A baseball diamond is a square with side 90 ft. a batter hits the ball and runs toward first base with a speed of 24 ft/s.
(a) At what rate is his distance from second base decreasing when he is halfway to first base?
Is the answer 0.0932ft/s?
I don't see that it is logical because I did not get a negative answer..
To find the rate at which the batter's distance from second base is decreasing when he is halfway to first base, we need to use the concept of related rates. We can start by defining some variables:
Let x be the distance between the batter and first base.
Let y be the distance between the batter and second base.
Given that the baseball diamond is a square with a side length of 90 ft, we can determine the relationship between x and y:
x^2 + y^2 = 90^2
To find the rate at which y is changing with respect to time, we can differentiate both sides of the equation with respect to time (t):
2x(dx/dt) + 2y(dy/dt) = 0
Simplifying the equation gives:
x(dx/dt) + y(dy/dt) = 0
We are given that dx/dt, the rate at which the batter is running towards first base, is 24 ft/s. When the batter is halfway to first base, x = 45 ft.

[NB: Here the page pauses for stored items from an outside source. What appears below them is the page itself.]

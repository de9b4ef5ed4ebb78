use chrono::{DateTime, Utc};
use serde::{Deserialize, Serialize};

use docledger_core::{
    Aggregate, AggregateRoot, DomainError, EntityId, LedgerPolicy, Money, impl_entity_id,
};
use docledger_documents::{DocumentPolicy, DocumentTotals, LineItem};
use docledger_events::Event;
use docledger_parties::PartyId;

/// Purchase order identifier.
#[derive(Debug, Copy, Clone, PartialEq, Eq, Hash, Serialize, Deserialize)]
#[serde(transparent)]
pub struct PurchaseOrderId(pub EntityId);

impl_entity_id!(PurchaseOrderId);

/// Purchase order lifecycle. Draft → Ordered → Received; Draft and Ordered
/// may be Cancelled. Received is also earned by full settlement and is the
/// trigger for posting inventory receipts.
#[derive(Debug, Clone, Copy, PartialEq, Eq, Serialize, Deserialize)]
#[serde(rename_all = "lowercase")]
pub enum PurchaseOrderStatus {
    Draft,
    Ordered,
    Received,
    Cancelled,
}

/// Aggregate root: PurchaseOrder.
#[derive(Debug, Clone, PartialEq, Eq)]
pub struct PurchaseOrder {
    id: PurchaseOrderId,
    vendor_id: PartyId,
    issue_date: DateTime<Utc>,
    due_date: DateTime<Utc>,
    status: PurchaseOrderStatus,
    lines: Vec<LineItem>,
    totals: DocumentTotals,
    amount_paid: Money,
    policy: LedgerPolicy,
    version: u64,
    created: bool,
}

impl PurchaseOrder {
    pub fn empty(id: PurchaseOrderId) -> Self {
        Self {
            id,
            vendor_id: PartyId::new(EntityId::nil()),
            issue_date: DateTime::<Utc>::MIN_UTC,
            due_date: DateTime::<Utc>::MIN_UTC,
            status: PurchaseOrderStatus::Draft,
            lines: Vec::new(),
            totals: DocumentTotals::default(),
            amount_paid: Money::ZERO,
            policy: LedgerPolicy::strict(),
            version: 0,
            created: false,
        }
    }

    /// See [`docledger_core::LedgerPolicy`]; configuration, not event state.
    pub fn with_policy(mut self, policy: LedgerPolicy) -> Self {
        self.policy = policy;
        self
    }

    pub fn id_typed(&self) -> PurchaseOrderId {
        self.id
    }

    pub fn exists(&self) -> bool {
        self.created
    }

    pub fn vendor_id(&self) -> PartyId {
        self.vendor_id
    }

    pub fn issue_date(&self) -> DateTime<Utc> {
        self.issue_date
    }

    pub fn due_date(&self) -> DateTime<Utc> {
        self.due_date
    }

    pub fn status(&self) -> PurchaseOrderStatus {
        self.status
    }

    pub fn lines(&self) -> &[LineItem] {
        &self.lines
    }

    pub fn totals(&self) -> DocumentTotals {
        self.totals
    }

    pub fn amount_paid(&self) -> Money {
        self.amount_paid
    }

    pub fn remaining_balance(&self) -> Money {
        Money::from_minor(self.totals.total_amount.minor() - self.amount_paid.minor())
    }

    /// Procurement documents are editable only while Draft.
    pub fn is_modifiable(&self) -> bool {
        self.status == PurchaseOrderStatus::Draft
    }
}

impl AggregateRoot for PurchaseOrder {
    type Id = PurchaseOrderId;

    fn id(&self) -> &Self::Id {
        &self.id
    }

    fn version(&self) -> u64 {
        self.version
    }
}

/// Command: CreatePurchaseOrder.
#[derive(Debug, Clone, PartialEq, Eq, Serialize, Deserialize)]
pub struct CreatePurchaseOrder {
    pub purchase_order_id: PurchaseOrderId,
    pub vendor_id: PartyId,
    pub issue_date: DateTime<Utc>,
    pub due_date: DateTime<Utc>,
    pub occurred_at: DateTime<Utc>,
}

/// Command: AddPurchaseOrderLine.
#[derive(Debug, Clone, PartialEq, Eq, Serialize, Deserialize)]
pub struct AddPurchaseOrderLine {
    pub purchase_order_id: PurchaseOrderId,
    pub line: LineItem,
    pub occurred_at: DateTime<Utc>,
}

/// Command: RemovePurchaseOrderLine.
#[derive(Debug, Clone, PartialEq, Eq, Serialize, Deserialize)]
pub struct RemovePurchaseOrderLine {
    pub purchase_order_id: PurchaseOrderId,
    /// 1-based position in the current line list.
    pub line_no: usize,
    pub occurred_at: DateTime<Utc>,
}

/// Command: ChangePurchaseOrderStatus.
#[derive(Debug, Clone, PartialEq, Eq, Serialize, Deserialize)]
pub struct ChangePurchaseOrderStatus {
    pub purchase_order_id: PurchaseOrderId,
    pub requested: PurchaseOrderStatus,
    pub occurred_at: DateTime<Utc>,
}

/// Command: RegisterDisbursement (issued by the payment ledger).
#[derive(Debug, Clone, PartialEq, Eq, Serialize, Deserialize)]
pub struct RegisterDisbursement {
    pub purchase_order_id: PurchaseOrderId,
    pub payment_id: EntityId,
    pub amount: Money,
    pub occurred_at: DateTime<Utc>,
}

#[derive(Debug, Clone, PartialEq, Eq, Serialize, Deserialize)]
pub enum PurchaseOrderCommand {
    CreatePurchaseOrder(CreatePurchaseOrder),
    AddPurchaseOrderLine(AddPurchaseOrderLine),
    RemovePurchaseOrderLine(RemovePurchaseOrderLine),
    ChangePurchaseOrderStatus(ChangePurchaseOrderStatus),
    RegisterDisbursement(RegisterDisbursement),
}

/// Event: PurchaseOrderCreated.
#[derive(Debug, Clone, PartialEq, Eq, Serialize, Deserialize)]
pub struct PurchaseOrderCreated {
    pub purchase_order_id: PurchaseOrderId,
    pub vendor_id: PartyId,
    pub issue_date: DateTime<Utc>,
    pub due_date: DateTime<Utc>,
    pub occurred_at: DateTime<Utc>,
}

/// Event: PurchaseOrderLineAdded.
#[derive(Debug, Clone, PartialEq, Eq, Serialize, Deserialize)]
pub struct PurchaseOrderLineAdded {
    pub purchase_order_id: PurchaseOrderId,
    pub line_no: usize,
    pub line: LineItem,
    pub new_totals: DocumentTotals,
    pub occurred_at: DateTime<Utc>,
}

/// Event: PurchaseOrderLineRemoved.
#[derive(Debug, Clone, PartialEq, Eq, Serialize, Deserialize)]
pub struct PurchaseOrderLineRemoved {
    pub purchase_order_id: PurchaseOrderId,
    pub line_no: usize,
    pub new_totals: DocumentTotals,
    pub occurred_at: DateTime<Utc>,
}

/// Event: PurchaseOrderStatusChanged.
#[derive(Debug, Clone, PartialEq, Eq, Serialize, Deserialize)]
pub struct PurchaseOrderStatusChanged {
    pub purchase_order_id: PurchaseOrderId,
    pub from: PurchaseOrderStatus,
    pub to: PurchaseOrderStatus,
    pub occurred_at: DateTime<Utc>,
}

/// Event: PurchaseOrderSettled.
#[derive(Debug, Clone, PartialEq, Eq, Serialize, Deserialize)]
pub struct PurchaseOrderSettled {
    pub purchase_order_id: PurchaseOrderId,
    pub payment_id: EntityId,
    pub amount: Money,
    pub new_amount_paid: Money,
    pub occurred_at: DateTime<Utc>,
}

#[derive(Debug, Clone, PartialEq, Eq, Serialize, Deserialize)]
pub enum PurchaseOrderEvent {
    PurchaseOrderCreated(PurchaseOrderCreated),
    PurchaseOrderLineAdded(PurchaseOrderLineAdded),
    PurchaseOrderLineRemoved(PurchaseOrderLineRemoved),
    PurchaseOrderStatusChanged(PurchaseOrderStatusChanged),
    PurchaseOrderSettled(PurchaseOrderSettled),
}

impl Event for PurchaseOrderEvent {
    fn event_type(&self) -> &'static str {
        match self {
            PurchaseOrderEvent::PurchaseOrderCreated(_) => "purchasing.purchase_order.created",
            PurchaseOrderEvent::PurchaseOrderLineAdded(_) => "purchasing.purchase_order.line_added",
            PurchaseOrderEvent::PurchaseOrderLineRemoved(_) => {
                "purchasing.purchase_order.line_removed"
            }
            PurchaseOrderEvent::PurchaseOrderStatusChanged(_) => {
                "purchasing.purchase_order.status_changed"
            }
            PurchaseOrderEvent::PurchaseOrderSettled(_) => "purchasing.purchase_order.settled",
        }
    }

    fn version(&self) -> u32 {
        1
    }

    fn occurred_at(&self) -> DateTime<Utc> {
        match self {
            PurchaseOrderEvent::PurchaseOrderCreated(e) => e.occurred_at,
            PurchaseOrderEvent::PurchaseOrderLineAdded(e) => e.occurred_at,
            PurchaseOrderEvent::PurchaseOrderLineRemoved(e) => e.occurred_at,
            PurchaseOrderEvent::PurchaseOrderStatusChanged(e) => e.occurred_at,
            PurchaseOrderEvent::PurchaseOrderSettled(e) => e.occurred_at,
        }
    }
}

impl Aggregate for PurchaseOrder {
    type Command = PurchaseOrderCommand;
    type Event = PurchaseOrderEvent;
    type Error = DomainError;

    fn apply(&mut self, event: &Self::Event) {
        match event {
            PurchaseOrderEvent::PurchaseOrderCreated(e) => {
                self.id = e.purchase_order_id;
                self.vendor_id = e.vendor_id;
                self.issue_date = e.issue_date;
                self.due_date = e.due_date;
                self.status = PurchaseOrderStatus::Draft;
                self.created = true;
            }
            PurchaseOrderEvent::PurchaseOrderLineAdded(e) => {
                self.lines.push(e.line.clone());
                self.totals = e.new_totals;
            }
            PurchaseOrderEvent::PurchaseOrderLineRemoved(e) => {
                if e.line_no >= 1 && e.line_no <= self.lines.len() {
                    self.lines.remove(e.line_no - 1);
                }
                self.totals = e.new_totals;
            }
            PurchaseOrderEvent::PurchaseOrderStatusChanged(e) => {
                self.status = e.to;
            }
            PurchaseOrderEvent::PurchaseOrderSettled(e) => {
                self.amount_paid = e.new_amount_paid;
            }
        }

        self.version += 1;
    }

    fn handle(&self, command: &Self::Command) -> Result<Vec<Self::Event>, Self::Error> {
        match command {
            PurchaseOrderCommand::CreatePurchaseOrder(cmd) => self.handle_create(cmd),
            PurchaseOrderCommand::AddPurchaseOrderLine(cmd) => self.handle_add_line(cmd),
            PurchaseOrderCommand::RemovePurchaseOrderLine(cmd) => self.handle_remove_line(cmd),
            PurchaseOrderCommand::ChangePurchaseOrderStatus(cmd) => self.handle_change_status(cmd),
            PurchaseOrderCommand::RegisterDisbursement(cmd) => self.handle_disbursement(cmd),
        }
    }
}

impl PurchaseOrder {
    fn ensure_exists(&self, purchase_order_id: PurchaseOrderId) -> Result<(), DomainError> {
        if !self.created {
            return Err(DomainError::not_found());
        }
        if self.id != purchase_order_id {
            return Err(DomainError::conflict("purchase_order_id mismatch"));
        }
        Ok(())
    }

    fn handle_create(
        &self,
        cmd: &CreatePurchaseOrder,
    ) -> Result<Vec<PurchaseOrderEvent>, DomainError> {
        if self.created {
            return Err(DomainError::conflict("purchase order already exists"));
        }
        if cmd.due_date < cmd.issue_date {
            return Err(DomainError::validation(
                "due_date cannot precede issue_date",
            ));
        }

        Ok(vec![PurchaseOrderEvent::PurchaseOrderCreated(
            PurchaseOrderCreated {
                purchase_order_id: cmd.purchase_order_id,
                vendor_id: cmd.vendor_id,
                issue_date: cmd.issue_date,
                due_date: cmd.due_date,
                occurred_at: cmd.occurred_at,
            },
        )])
    }

    fn handle_add_line(
        &self,
        cmd: &AddPurchaseOrderLine,
    ) -> Result<Vec<PurchaseOrderEvent>, DomainError> {
        self.ensure_exists(cmd.purchase_order_id)?;
        if !self.is_modifiable() {
            return Err(DomainError::invalid_transition(
                format!("{:?}", self.status),
                "line mutation".to_string(),
            ));
        }
        cmd.line.admissible_under(DocumentPolicy::PROCUREMENT)?;

        let mut next = self.lines.clone();
        next.push(cmd.line.clone());
        let new_totals = DocumentTotals::aggregate(&next)?;

        Ok(vec![PurchaseOrderEvent::PurchaseOrderLineAdded(
            PurchaseOrderLineAdded {
                purchase_order_id: cmd.purchase_order_id,
                line_no: next.len(),
                line: cmd.line.clone(),
                new_totals,
                occurred_at: cmd.occurred_at,
            },
        )])
    }

    fn handle_remove_line(
        &self,
        cmd: &RemovePurchaseOrderLine,
    ) -> Result<Vec<PurchaseOrderEvent>, DomainError> {
        self.ensure_exists(cmd.purchase_order_id)?;
        if !self.is_modifiable() {
            return Err(DomainError::invalid_transition(
                format!("{:?}", self.status),
                "line mutation".to_string(),
            ));
        }

        if cmd.line_no < 1 || cmd.line_no > self.lines.len() {
            return Err(DomainError::validation(format!(
                "line_no {} out of range (document has {} lines)",
                cmd.line_no,
                self.lines.len()
            )));
        }

        let mut next = self.lines.clone();
        next.remove(cmd.line_no - 1);
        let new_totals = DocumentTotals::aggregate(&next)?;

        Ok(vec![PurchaseOrderEvent::PurchaseOrderLineRemoved(
            PurchaseOrderLineRemoved {
                purchase_order_id: cmd.purchase_order_id,
                line_no: cmd.line_no,
                new_totals,
                occurred_at: cmd.occurred_at,
            },
        )])
    }

    fn handle_change_status(
        &self,
        cmd: &ChangePurchaseOrderStatus,
    ) -> Result<Vec<PurchaseOrderEvent>, DomainError> {
        self.ensure_exists(cmd.purchase_order_id)?;

        let legal = matches!(
            (self.status, cmd.requested),
            (PurchaseOrderStatus::Draft, PurchaseOrderStatus::Ordered)
                | (PurchaseOrderStatus::Ordered, PurchaseOrderStatus::Received)
                | (PurchaseOrderStatus::Draft, PurchaseOrderStatus::Cancelled)
                | (PurchaseOrderStatus::Ordered, PurchaseOrderStatus::Cancelled)
        );
        if !legal {
            return Err(DomainError::invalid_transition(
                format!("{:?}", self.status),
                format!("{:?}", cmd.requested),
            ));
        }

        Ok(vec![PurchaseOrderEvent::PurchaseOrderStatusChanged(
            PurchaseOrderStatusChanged {
                purchase_order_id: cmd.purchase_order_id,
                from: self.status,
                to: cmd.requested,
                occurred_at: cmd.occurred_at,
            },
        )])
    }

    fn handle_disbursement(
        &self,
        cmd: &RegisterDisbursement,
    ) -> Result<Vec<PurchaseOrderEvent>, DomainError> {
        self.ensure_exists(cmd.purchase_order_id)?;

        if self.status == PurchaseOrderStatus::Cancelled {
            return Err(DomainError::invalid_transition(
                "Cancelled".to_string(),
                "settlement".to_string(),
            ));
        }
        if cmd.amount.minor() <= 0 {
            return Err(DomainError::validation("amount must be positive"));
        }

        let remaining = self.remaining_balance();
        if !self.policy.allow_overpayment && cmd.amount.minor() > remaining.minor() {
            return Err(DomainError::InsufficientBalance {
                remaining: remaining.minor(),
                attempted: cmd.amount.minor(),
            });
        }

        let new_amount_paid = self.amount_paid.checked_add(cmd.amount)?;

        let mut events = vec![PurchaseOrderEvent::PurchaseOrderSettled(
            PurchaseOrderSettled {
                purchase_order_id: cmd.purchase_order_id,
                payment_id: cmd.payment_id,
                amount: cmd.amount,
                new_amount_paid,
                occurred_at: cmd.occurred_at,
            },
        )];

        if new_amount_paid.minor() >= self.totals.total_amount.minor()
            && self.status != PurchaseOrderStatus::Received
        {
            events.push(PurchaseOrderEvent::PurchaseOrderStatusChanged(
                PurchaseOrderStatusChanged {
                    purchase_order_id: cmd.purchase_order_id,
                    from: self.status,
                    to: PurchaseOrderStatus::Received,
                    occurred_at: cmd.occurred_at,
                },
            ));
        }

        Ok(events)
    }
}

Substituting the known values into the equation:
45(24) + y(dy/dt) = 0
Solving for dy/dt, we get:
y(dy/dt) = -45(24)
dy/dt = -45(24)/y
To find the rate at which the batter's distance from second base is decreasing, we need to substitute y = half of the distance between the bases. Since the distance between bases is 90 ft, y = 90/2 = 45 ft.
Substituting this value into the equation gives:
dy/dt = -45(24)/45 = -24 ft/s
Therefore, the batter's distance from second base is decreasing at a rate of 24 ft/s when he is halfway to first base.
So, the correct answer is -24 ft/s, not 0.0932 ft/s. The negative sign indicates that the distance from second base is decreasing.